*** Opening RECORDS SHOWN ***

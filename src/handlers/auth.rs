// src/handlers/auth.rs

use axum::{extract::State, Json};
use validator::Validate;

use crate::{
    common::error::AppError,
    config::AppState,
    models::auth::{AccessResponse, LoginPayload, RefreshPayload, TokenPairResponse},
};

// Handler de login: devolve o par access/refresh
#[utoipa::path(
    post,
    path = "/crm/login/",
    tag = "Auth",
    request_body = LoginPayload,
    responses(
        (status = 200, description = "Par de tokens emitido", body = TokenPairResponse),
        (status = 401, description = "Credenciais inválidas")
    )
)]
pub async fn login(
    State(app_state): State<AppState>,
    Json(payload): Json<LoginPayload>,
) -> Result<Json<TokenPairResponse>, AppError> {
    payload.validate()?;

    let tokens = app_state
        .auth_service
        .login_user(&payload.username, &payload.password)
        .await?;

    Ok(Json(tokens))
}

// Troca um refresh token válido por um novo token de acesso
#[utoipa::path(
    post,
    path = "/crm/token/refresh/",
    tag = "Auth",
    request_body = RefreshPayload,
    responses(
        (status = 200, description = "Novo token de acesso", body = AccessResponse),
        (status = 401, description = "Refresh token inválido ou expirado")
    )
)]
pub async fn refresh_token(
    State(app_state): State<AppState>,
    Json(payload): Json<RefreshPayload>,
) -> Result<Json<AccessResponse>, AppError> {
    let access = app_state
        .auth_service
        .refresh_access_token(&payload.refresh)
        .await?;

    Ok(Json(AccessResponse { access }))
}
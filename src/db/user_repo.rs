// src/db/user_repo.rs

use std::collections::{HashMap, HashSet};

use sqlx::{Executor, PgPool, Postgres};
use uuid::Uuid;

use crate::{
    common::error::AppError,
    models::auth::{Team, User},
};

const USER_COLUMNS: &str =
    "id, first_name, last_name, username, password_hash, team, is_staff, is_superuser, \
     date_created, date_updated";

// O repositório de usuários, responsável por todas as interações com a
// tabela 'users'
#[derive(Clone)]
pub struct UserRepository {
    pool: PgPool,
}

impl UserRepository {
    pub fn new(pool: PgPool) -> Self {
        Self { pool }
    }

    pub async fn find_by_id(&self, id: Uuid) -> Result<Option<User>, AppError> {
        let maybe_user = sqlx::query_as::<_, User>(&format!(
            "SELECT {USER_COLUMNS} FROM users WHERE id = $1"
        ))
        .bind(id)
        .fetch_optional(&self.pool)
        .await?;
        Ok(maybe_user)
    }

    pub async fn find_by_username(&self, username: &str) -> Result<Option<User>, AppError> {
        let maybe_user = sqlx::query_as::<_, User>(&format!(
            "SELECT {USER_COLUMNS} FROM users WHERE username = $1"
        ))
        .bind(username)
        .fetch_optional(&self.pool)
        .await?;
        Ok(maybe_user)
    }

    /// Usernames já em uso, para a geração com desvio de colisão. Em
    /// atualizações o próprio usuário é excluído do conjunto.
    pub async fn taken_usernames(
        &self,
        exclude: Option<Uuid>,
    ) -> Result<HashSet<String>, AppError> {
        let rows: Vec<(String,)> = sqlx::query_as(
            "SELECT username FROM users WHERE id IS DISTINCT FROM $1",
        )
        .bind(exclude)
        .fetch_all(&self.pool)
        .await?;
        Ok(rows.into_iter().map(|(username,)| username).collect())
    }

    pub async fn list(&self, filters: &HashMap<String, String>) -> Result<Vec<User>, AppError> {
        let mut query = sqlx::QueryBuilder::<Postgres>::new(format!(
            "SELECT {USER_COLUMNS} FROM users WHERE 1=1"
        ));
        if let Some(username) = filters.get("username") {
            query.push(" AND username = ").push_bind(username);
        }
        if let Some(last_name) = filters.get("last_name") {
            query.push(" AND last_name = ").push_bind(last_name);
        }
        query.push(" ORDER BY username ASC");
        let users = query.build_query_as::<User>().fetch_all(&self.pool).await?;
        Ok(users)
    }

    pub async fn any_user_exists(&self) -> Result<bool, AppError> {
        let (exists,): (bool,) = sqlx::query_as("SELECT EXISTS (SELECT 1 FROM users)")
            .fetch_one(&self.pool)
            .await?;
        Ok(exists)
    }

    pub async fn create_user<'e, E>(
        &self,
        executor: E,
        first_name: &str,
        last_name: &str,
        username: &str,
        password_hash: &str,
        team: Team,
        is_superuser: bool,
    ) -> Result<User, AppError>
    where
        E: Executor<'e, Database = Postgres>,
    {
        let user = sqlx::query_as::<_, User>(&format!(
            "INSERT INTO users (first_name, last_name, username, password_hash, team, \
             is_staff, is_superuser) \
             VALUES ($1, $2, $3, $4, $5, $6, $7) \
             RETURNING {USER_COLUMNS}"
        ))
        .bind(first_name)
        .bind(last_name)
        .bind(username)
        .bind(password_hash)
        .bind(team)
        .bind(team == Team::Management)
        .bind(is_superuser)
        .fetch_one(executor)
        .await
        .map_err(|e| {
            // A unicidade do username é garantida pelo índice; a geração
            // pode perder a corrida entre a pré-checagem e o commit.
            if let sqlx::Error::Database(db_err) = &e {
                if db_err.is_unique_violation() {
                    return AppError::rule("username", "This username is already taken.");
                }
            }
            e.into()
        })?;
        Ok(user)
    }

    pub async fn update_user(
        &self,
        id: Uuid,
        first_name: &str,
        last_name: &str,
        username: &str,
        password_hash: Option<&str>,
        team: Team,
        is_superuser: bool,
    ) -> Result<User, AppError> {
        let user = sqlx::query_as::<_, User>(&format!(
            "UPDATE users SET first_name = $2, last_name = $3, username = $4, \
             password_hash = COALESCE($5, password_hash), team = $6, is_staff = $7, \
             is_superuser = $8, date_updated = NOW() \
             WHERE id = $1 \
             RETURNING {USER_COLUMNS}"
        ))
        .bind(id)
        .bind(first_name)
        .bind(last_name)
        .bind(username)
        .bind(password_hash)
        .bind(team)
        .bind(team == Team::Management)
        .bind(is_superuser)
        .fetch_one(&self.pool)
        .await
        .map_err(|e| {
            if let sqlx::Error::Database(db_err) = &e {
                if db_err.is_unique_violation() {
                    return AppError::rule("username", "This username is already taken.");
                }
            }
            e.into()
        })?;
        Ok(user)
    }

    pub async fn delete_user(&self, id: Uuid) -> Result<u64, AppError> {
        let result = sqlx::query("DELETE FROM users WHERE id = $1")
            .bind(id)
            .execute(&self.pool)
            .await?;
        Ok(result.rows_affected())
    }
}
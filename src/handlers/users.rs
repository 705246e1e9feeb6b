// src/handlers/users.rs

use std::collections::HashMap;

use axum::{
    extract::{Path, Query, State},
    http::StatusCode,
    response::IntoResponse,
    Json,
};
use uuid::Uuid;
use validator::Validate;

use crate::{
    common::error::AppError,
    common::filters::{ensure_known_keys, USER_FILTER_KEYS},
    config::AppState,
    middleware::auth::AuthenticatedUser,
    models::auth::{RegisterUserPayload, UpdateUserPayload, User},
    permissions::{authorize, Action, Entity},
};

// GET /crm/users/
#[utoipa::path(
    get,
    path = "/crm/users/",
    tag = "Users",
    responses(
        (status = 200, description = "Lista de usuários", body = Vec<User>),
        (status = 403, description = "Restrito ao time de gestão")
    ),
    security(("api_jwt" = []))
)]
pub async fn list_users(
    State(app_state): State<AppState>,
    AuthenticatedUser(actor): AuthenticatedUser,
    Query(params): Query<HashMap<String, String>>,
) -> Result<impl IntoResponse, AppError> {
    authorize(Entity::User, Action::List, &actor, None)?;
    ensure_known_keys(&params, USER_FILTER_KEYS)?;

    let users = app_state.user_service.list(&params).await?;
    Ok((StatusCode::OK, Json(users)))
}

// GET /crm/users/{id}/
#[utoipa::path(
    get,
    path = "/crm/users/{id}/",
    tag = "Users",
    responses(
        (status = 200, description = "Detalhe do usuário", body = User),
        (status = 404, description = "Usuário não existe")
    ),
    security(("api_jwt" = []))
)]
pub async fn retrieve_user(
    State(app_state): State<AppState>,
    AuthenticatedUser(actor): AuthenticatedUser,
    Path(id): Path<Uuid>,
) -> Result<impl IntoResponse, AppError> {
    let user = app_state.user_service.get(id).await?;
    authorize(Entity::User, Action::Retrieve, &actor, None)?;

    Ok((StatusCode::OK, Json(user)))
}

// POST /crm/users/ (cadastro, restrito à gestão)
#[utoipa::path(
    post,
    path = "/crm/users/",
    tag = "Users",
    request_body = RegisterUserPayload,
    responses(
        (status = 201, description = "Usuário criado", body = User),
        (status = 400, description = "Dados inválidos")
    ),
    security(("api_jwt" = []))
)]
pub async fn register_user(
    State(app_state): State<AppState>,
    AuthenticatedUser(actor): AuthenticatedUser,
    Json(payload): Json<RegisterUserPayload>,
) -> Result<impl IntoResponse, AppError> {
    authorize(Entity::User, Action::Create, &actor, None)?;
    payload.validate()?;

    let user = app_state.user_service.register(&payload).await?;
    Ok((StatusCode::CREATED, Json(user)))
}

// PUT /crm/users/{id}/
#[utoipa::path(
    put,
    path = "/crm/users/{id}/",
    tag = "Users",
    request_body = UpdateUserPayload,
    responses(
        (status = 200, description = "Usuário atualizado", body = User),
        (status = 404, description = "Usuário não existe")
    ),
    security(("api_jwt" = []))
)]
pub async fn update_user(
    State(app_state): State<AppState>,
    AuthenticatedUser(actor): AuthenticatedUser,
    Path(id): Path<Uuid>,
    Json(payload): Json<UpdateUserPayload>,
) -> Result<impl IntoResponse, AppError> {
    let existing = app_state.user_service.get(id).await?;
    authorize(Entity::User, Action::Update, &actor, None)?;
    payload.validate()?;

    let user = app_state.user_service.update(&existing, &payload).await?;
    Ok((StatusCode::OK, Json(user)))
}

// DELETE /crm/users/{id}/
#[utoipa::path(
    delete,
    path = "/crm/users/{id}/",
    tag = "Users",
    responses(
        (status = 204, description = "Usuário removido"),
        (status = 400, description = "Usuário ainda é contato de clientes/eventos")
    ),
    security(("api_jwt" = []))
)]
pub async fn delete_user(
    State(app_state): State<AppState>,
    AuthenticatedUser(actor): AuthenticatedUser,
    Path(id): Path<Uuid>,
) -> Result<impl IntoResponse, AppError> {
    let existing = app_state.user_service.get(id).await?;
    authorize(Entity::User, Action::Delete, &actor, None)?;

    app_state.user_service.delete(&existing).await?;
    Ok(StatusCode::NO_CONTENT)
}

*** Closing RECORDS SHOWN ***

**BRIEF**
Search the records for lines holding the word "HashSet", then copy each line you find.

**SOLUTION TO THE EXERCISE**
use std::collections::{HashMap, HashSet};
    ) -> Result<HashSet<String>, AppError> {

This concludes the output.